Damit Flugtaxis im städtischen Raum überhaupt zum Einsatz kommen können, müssen die technische Infrastruktur in der Luft sowie die physische Infrastruktur am Boden vorhanden sein. Start- und Landepunkte müssen sich in die vorhandene Bebauungsstruktur und das jeweilige Stadtbild integrieren lassen. Neben den größeren Vertiports, an denen wie auf einem Flughafen mehrere Fluggeräte parallel abgewickelt werden können, ist nach Ansicht des DLR zudem ein Netz kleinerer Vertidoms – vergleichbar mit Hubschrauberlandeplätzen – erforderlich, um einen sinnvollen Flugbetrieb zu gewährleisten. Um Abläufe am Boden sowie Betriebsszenarien in der Luft tatsächlich in der Praxis simulieren zu können, errichteten die Forschenden am DLR-Standort Cochstedt eine Modellstadt im Maßstab 1:4. „In der Modellstadt konnten wir als prägnantes Beispiel ein Lufttaxi-Szenario für Hamburg erproben. Konkret ging es um eine Luftverbindung zwischen dem Hamburger Flughafen und einem in der Binnenalster positionierten Vertidrom. Die nachgestellte Flugstrecke durch Hamburg ließ sich günstig entlang der bestehenden S-Bahn-Trasse legen. Sensible Gebiete oder solche mit höherem Flugverkehrsaufkommen, wie beispielsweise rund um das Hamburger Klinikum, wurden dabei ausgespart.”

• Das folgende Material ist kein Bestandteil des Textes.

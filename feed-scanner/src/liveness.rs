use std::sync::atomic::{AtomicBool, Ordering};
use std::sync::Arc;
use std::time::Duration;
use tokio::task::JoinHandle;
use tracing::{error, info};

use crate::document::HostDocument;

/// Reports whether the host still honours this process's state.
pub trait LivenessProbe: Send + Sync {
    fn is_alive(&self) -> bool;
}

impl<F> LivenessProbe for F
where
    F: Fn() -> bool + Send + Sync,
{
    fn is_alive(&self) -> bool {
        self()
    }
}

#[derive(Debug, Clone, Copy, Default)]
pub struct AlwaysAlive;

impl LivenessProbe for AlwaysAlive {
    fn is_alive(&self) -> bool {
        true
    }
}

/// Shared switch the host side flips once it invalidates the scanner.
#[derive(Debug, Clone)]
pub struct LivenessFlag(Arc<AtomicBool>);

impl LivenessFlag {
    pub fn new() -> Self {
        Self(Arc::new(AtomicBool::new(true)))
    }

    pub fn invalidate(&self) {
        self.0.store(false, Ordering::SeqCst);
    }
}

impl Default for LivenessFlag {
    fn default() -> Self {
        Self::new()
    }
}

impl LivenessProbe for LivenessFlag {
    fn is_alive(&self) -> bool {
        self.0.load(Ordering::SeqCst)
    }
}

/// Reloads the page after `delay`.
pub fn schedule_reload(document: Arc<dyn HostDocument>, delay: Duration) -> JoinHandle<()> {
    tokio::spawn(async move {
        tokio::time::sleep(delay).await;
        info!("Reloading page");
        document.reload();
    })
}

/// Polls `probe` every `check_every`; on the first failure schedules a reload
/// and stops.
pub fn spawn_liveness_watchdog(
    probe: Arc<dyn LivenessProbe>,
    document: Arc<dyn HostDocument>,
    check_every: Duration,
    reload_delay: Duration,
) -> JoinHandle<()> {
    tokio::spawn(async move {
        let mut ticker = tokio::time::interval(check_every);
        // The first tick completes immediately.
        ticker.tick().await;
        loop {
            ticker.tick().await;
            if !probe.is_alive() {
                error!("Extension context is invalid. Reloading page...");
                if let Err(e) = schedule_reload(document, reload_delay).await {
                    error!("Reload task failed: {}", e);
                }
                return;
            }
        }
    })
}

Detailliertes Kabinendesign
Die Perspektive der potenziellen Nutzerinnen und Nutzer von Flugtaxi-Diensten wurde durch umfangreiche Befragungen und Simulationen berücksichtigt. So wurden verschiedene VTOLs konzipiert und für ein Konzept mit sechs schwenkbaren Rotoren zudem ein detailliertes Kabinendesign gefertigt. In einem eigens aufgebauten Simulator am DLR-Standort Braunschweig wurde das künftige Flugerlebnis für 30 Probandinnen und Probanden nachgestellt. In diesem Setting waren die Teilnehmerinnen und Teilnehmer der Studie sehr offen für einen ferngeführten Lufttaxiflug ohne Piloten an Bord. Im Falle von unerwarteten Ereignissen, wie einer plötzlichen Streckenänderung, konnte das gefühlte Wohlbefinden jedoch tendenziell gesteigert werden, wenn ein Crew-Mitglied an Bord war.
Zudem wurde auch die wirtschaftliche Seite des Flugtaxi-Betriebs untersucht. Dafür entwickelten und untersuchten die Forscherinnen und Forscher verschiedene Einsatzszenarien: den innerstädtischen Lufttaxi-Verkehr, Flughafen-Shuttles und den Regionalverkehr. Das Ergebnis: Um die Betriebskosten zu decken und gleichzeitig einen Gewinn zu erzielen, müssten Betreiberinnen und Betreiber für Lufttaxis und Shuttle-Services je nach Gegebenheiten Preise in einer Spanne zwischen 4,– und 8,– Euro pro Kilometer veranschlagen. Zum Vergleich: Eine Taxifahrt in Hamburg kostet aktuell je nach Tageszeit und Distanz zwischen 2,– und 3,– Euro pro Kilometer.